* **DATA FOR PROCESSING**
☆ ☆ ☆ ☆

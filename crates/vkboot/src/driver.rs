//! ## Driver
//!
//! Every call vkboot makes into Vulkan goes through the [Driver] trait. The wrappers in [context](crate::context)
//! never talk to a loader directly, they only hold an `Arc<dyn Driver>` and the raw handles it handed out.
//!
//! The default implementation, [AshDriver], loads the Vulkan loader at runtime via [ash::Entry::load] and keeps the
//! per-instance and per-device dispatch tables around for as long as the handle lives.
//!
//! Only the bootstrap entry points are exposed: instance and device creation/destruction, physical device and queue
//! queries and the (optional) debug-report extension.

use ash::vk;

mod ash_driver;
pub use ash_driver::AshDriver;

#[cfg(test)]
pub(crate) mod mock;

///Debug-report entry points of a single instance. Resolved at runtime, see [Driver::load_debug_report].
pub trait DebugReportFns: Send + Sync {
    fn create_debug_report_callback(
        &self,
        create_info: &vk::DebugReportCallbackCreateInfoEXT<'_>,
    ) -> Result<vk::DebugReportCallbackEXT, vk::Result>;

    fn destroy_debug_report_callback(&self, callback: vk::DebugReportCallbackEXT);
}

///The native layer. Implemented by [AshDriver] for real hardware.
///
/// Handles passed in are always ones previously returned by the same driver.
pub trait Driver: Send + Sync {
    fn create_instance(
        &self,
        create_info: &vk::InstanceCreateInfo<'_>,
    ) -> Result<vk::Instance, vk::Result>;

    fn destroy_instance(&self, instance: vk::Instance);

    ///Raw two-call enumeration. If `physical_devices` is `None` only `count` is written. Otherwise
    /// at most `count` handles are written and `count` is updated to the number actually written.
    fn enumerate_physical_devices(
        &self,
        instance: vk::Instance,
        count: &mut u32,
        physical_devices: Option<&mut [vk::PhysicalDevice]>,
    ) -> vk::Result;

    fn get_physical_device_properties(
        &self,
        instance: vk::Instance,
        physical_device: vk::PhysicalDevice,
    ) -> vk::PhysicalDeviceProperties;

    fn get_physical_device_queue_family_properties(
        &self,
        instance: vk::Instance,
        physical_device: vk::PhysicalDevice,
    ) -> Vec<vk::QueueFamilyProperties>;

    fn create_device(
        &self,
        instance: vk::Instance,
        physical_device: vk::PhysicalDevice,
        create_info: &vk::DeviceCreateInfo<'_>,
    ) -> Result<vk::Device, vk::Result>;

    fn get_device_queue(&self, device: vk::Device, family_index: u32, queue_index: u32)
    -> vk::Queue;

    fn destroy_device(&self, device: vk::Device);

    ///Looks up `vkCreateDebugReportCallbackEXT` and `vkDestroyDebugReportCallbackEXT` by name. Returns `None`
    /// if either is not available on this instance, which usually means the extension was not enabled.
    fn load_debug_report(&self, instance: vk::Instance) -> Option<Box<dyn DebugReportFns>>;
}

☆ ☆ ☆ ☆

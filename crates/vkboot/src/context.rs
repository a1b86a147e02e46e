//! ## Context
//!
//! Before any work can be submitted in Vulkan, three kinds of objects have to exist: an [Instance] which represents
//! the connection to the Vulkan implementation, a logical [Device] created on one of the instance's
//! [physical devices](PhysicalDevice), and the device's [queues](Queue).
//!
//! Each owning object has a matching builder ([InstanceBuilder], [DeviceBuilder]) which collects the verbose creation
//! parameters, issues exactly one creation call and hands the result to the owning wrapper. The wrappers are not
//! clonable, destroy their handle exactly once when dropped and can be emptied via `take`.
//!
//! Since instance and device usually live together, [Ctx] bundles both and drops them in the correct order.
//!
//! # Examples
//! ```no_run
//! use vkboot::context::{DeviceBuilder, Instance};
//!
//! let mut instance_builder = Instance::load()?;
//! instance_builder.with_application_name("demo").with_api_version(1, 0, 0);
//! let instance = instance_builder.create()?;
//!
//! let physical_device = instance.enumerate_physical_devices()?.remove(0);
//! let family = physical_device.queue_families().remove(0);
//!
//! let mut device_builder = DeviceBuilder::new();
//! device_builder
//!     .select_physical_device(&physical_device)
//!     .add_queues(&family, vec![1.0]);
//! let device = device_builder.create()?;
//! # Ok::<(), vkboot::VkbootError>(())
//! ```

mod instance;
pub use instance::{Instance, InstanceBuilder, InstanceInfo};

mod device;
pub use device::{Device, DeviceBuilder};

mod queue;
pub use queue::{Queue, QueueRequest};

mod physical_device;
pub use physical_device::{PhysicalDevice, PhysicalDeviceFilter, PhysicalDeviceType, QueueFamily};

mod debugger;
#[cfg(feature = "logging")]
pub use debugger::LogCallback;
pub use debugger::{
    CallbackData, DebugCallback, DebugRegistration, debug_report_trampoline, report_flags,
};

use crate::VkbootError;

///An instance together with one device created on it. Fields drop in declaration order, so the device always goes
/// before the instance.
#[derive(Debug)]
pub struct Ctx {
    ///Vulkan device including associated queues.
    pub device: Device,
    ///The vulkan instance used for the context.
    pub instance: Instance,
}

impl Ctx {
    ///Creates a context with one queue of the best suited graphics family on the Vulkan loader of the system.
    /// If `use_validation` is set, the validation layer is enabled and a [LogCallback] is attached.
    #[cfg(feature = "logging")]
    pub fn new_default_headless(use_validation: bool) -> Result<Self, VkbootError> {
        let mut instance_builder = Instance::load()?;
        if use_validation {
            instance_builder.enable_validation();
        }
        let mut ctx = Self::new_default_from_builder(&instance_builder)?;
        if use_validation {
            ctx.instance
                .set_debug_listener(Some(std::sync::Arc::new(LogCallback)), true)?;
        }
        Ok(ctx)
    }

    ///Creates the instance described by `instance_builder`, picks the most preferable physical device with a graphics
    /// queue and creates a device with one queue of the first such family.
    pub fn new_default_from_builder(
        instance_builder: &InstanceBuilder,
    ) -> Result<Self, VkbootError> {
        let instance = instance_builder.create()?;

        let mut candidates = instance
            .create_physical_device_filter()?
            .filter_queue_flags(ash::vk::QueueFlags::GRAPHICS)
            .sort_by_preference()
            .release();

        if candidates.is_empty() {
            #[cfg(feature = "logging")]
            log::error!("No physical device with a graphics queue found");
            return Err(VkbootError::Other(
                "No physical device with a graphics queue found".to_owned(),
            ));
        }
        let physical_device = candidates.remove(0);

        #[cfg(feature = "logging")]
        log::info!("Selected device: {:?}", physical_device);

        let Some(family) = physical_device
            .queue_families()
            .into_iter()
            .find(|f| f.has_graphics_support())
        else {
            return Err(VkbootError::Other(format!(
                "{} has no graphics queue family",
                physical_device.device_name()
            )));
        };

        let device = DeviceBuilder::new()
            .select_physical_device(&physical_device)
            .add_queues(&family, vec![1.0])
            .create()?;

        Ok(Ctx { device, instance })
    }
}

☆ ☆ ☆ ☆

* **WHAT YOU ARE ASKED TO DO**
Reproduce only the lines above spanning from the line containing "filename crates/vkboot/src/driver.rs" through the line containing "fn destroy_instance(&self, instance: vk::Instance);", word for word.

* **RESULT OF THIS TASK**
filename crates/vkboot/src/driver.rs
//! ## Driver
//!
//! Every call vkboot makes into Vulkan goes through the [Driver] trait. The wrappers in [context](crate::context)
//! never talk to a loader directly, they only hold an `Arc<dyn Driver>` and the raw handles it handed out.
//!
//! The default implementation, [AshDriver], loads the Vulkan loader at runtime via [ash::Entry::load] and keeps the
//! per-instance and per-device dispatch tables around for as long as the handle lives.
//!
//! Only the bootstrap entry points are exposed: instance and device creation/destruction, physical device and queue
//! queries and the (optional) debug-report extension.

use ash::vk;

mod ash_driver;
pub use ash_driver::AshDriver;

#[cfg(test)]
pub(crate) mod mock;

///Debug-report entry points of a single instance. Resolved at runtime, see [Driver::load_debug_report].
pub trait DebugReportFns: Send + Sync {
    fn create_debug_report_callback(
        &self,
        create_info: &vk::DebugReportCallbackCreateInfoEXT<'_>,
    ) -> Result<vk::DebugReportCallbackEXT, vk::Result>;

    fn destroy_debug_report_callback(&self, callback: vk::DebugReportCallbackEXT);
}

///The native layer. Implemented by [AshDriver] for real hardware.
///
/// Handles passed in are always ones previously returned by the same driver.
pub trait Driver: Send + Sync {
    fn create_instance(
        &self,
        create_info: &vk::InstanceCreateInfo<'_>,
    ) -> Result<vk::Instance, vk::Result>;

    fn destroy_instance(&self, instance: vk::Instance);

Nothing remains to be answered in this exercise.